TRY IT:
Provide the number of lines in the records that hold the string "UnsupportedToken", without any other words.

:::::

use crate::core::{Transaction, TransactionInput, TransactionOutput, TransactionType};
use crate::error::{BlockchainError, Result};
use crate::utils::{new_key_pair, public_key_of};
use log::debug;

#[derive(Clone)]
pub struct Wallet {
    private_key: String, // hex PKCS#8 document
    public_key: String,  // hex, also the wallet address
}

impl Wallet {
    pub fn new() -> Result<Wallet> {
        let (private_key, public_key) = new_key_pair()?;
        Ok(Wallet {
            private_key,
            public_key,
        })
    }

    /// Recovers a wallet from its exported private key
    pub fn from_private_key(private_key: &str) -> Result<Wallet> {
        let public_key = public_key_of(private_key)?;
        Ok(Wallet {
            private_key: private_key.to_string(),
            public_key,
        })
    }

    pub fn get_address(&self) -> &str {
        self.public_key.as_str()
    }

    pub fn get_private_key(&self) -> &str {
        self.private_key.as_str()
    }

    // I spend whole outputs, oldest first, until amount + fee is covered;
    // whatever is left over comes back to me as change
    pub fn create_transfer(
        &self,
        utxo: &[TransactionOutput],
        to: &str,
        amount: i64,
        fee: i64,
    ) -> Result<Transaction> {
        let required = amount.saturating_add(fee);
        let mut inputs = vec![];
        let mut accumulated = 0i64;
        for txo in utxo {
            if accumulated >= required {
                break;
            }
            inputs.push(TransactionInput::from_txo(txo));
            accumulated = accumulated.saturating_add(txo.get_amount());
        }

        if amount < 1 || accumulated < required {
            return Err(BlockchainError::InsufficientFunds {
                required,
                available: accumulated,
            });
        }

        for input in inputs.iter_mut() {
            input.sign(&self.private_key)?;
        }

        let mut outputs = vec![TransactionOutput::new(to, amount)];
        let change = accumulated - required;
        if change > 0 {
            outputs.push(TransactionOutput::new(self.get_address(), change));
        }

        debug!(
            "Built transfer of {amount} to {to} from {} inputs ({change} change)",
            inputs.len()
        );
        Transaction::new(TransactionType::Regular, inputs, outputs)
    }
}
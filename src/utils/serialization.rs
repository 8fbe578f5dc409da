// JSON encoding used by the node transport
use crate::error::{BlockchainError, Result};
use serde::Serialize;

/// Serialize data as compact JSON bytes
pub fn serialize<T: Serialize>(data: &T) -> Result<Vec<u8>> {
    serde_json::to_vec(data)
        .map_err(|e| BlockchainError::Serialization(format!("Serialization failed: {e}")))
}
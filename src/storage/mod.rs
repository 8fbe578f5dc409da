//! In-memory ledger storage
//!
//! The chain itself is a plain vector owned by `Blockchain`; this module holds
//! the memory pool of transactions waiting for a block.

pub mod memory_pool;

pub use memory_pool::MemoryPool;
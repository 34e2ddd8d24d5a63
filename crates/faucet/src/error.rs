//! Error types for the faucet service

use axum::{
    http::StatusCode,
    response::{IntoResponse, Response},
    Json,
};
use obx_common::types::Hash;
use serde_json::json;
use std::time::Duration;
use thiserror::Error;

/// Faucet service errors
///
/// Every per-call failure is surfaced to the caller; the only fatal condition
/// is `Initialization`, and only the binary turns that into a process exit.
#[derive(Error, Debug)]
pub enum FaucetError {
    #[error("unable to connect with the node: {0}")]
    Initialization(String),

    #[error("invalid configuration: {0}")]
    InvalidConfig(String),

    #[error("token {0:?} is not fundable")]
    UnsupportedToken(String),

    #[error("invalid address: {0}")]
    InvalidAddress(String),

    #[error("unable to fetch account nonce: {0}")]
    NonceFetch(String),

    #[error("unable to sign transaction: {0}")]
    Signing(String),

    #[error("node did not accept transaction: {0}")]
    Submission(String),

    #[error("could not retrieve transaction receipt: {0}")]
    ReceiptQuery(String),

    #[error("transaction {hash} reverted with status {status}")]
    TransactionReverted { hash: Hash, status: String },

    #[error("no receipt for transaction {hash} after {waited:?}")]
    ConfirmationTimeout { hash: Hash, waited: Duration },
}

impl IntoResponse for FaucetError {
    fn into_response(self) -> Response {
        let (status, error_code) = match self {
            FaucetError::Initialization(_) => {
                (StatusCode::INTERNAL_SERVER_ERROR, "INITIALIZATION")
            }
            FaucetError::InvalidConfig(_) => {
                (StatusCode::INTERNAL_SERVER_ERROR, "INVALID_CONFIG")
            }
            FaucetError::UnsupportedToken(_) => (StatusCode::BAD_REQUEST, "UNSUPPORTED_TOKEN"),
            FaucetError::InvalidAddress(_) => (StatusCode::BAD_REQUEST, "INVALID_ADDRESS"),
            FaucetError::NonceFetch(_) => (StatusCode::BAD_GATEWAY, "NONCE_FETCH"),
            FaucetError::Signing(_) => (StatusCode::INTERNAL_SERVER_ERROR, "SIGNING"),
            FaucetError::Submission(_) => (StatusCode::BAD_GATEWAY, "SUBMISSION"),
            FaucetError::ReceiptQuery(_) => (StatusCode::BAD_GATEWAY, "RECEIPT_QUERY"),
            FaucetError::TransactionReverted { .. } => {
                (StatusCode::INTERNAL_SERVER_ERROR, "TRANSACTION_REVERTED")
            }
            FaucetError::ConfirmationTimeout { .. } => {
                (StatusCode::GATEWAY_TIMEOUT, "CONFIRMATION_TIMEOUT")
            }
        };

        let body = Json(json!({
            "error": error_code,
            "message": self.to_string(),
            "timestamp": chrono::Utc::now().to_rfc3339()
        }));

        (status, body).into_response()
    }
}

pub type FaucetResult<T> = Result<T, FaucetError>;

:::::

SOLVED PROBLEM:
2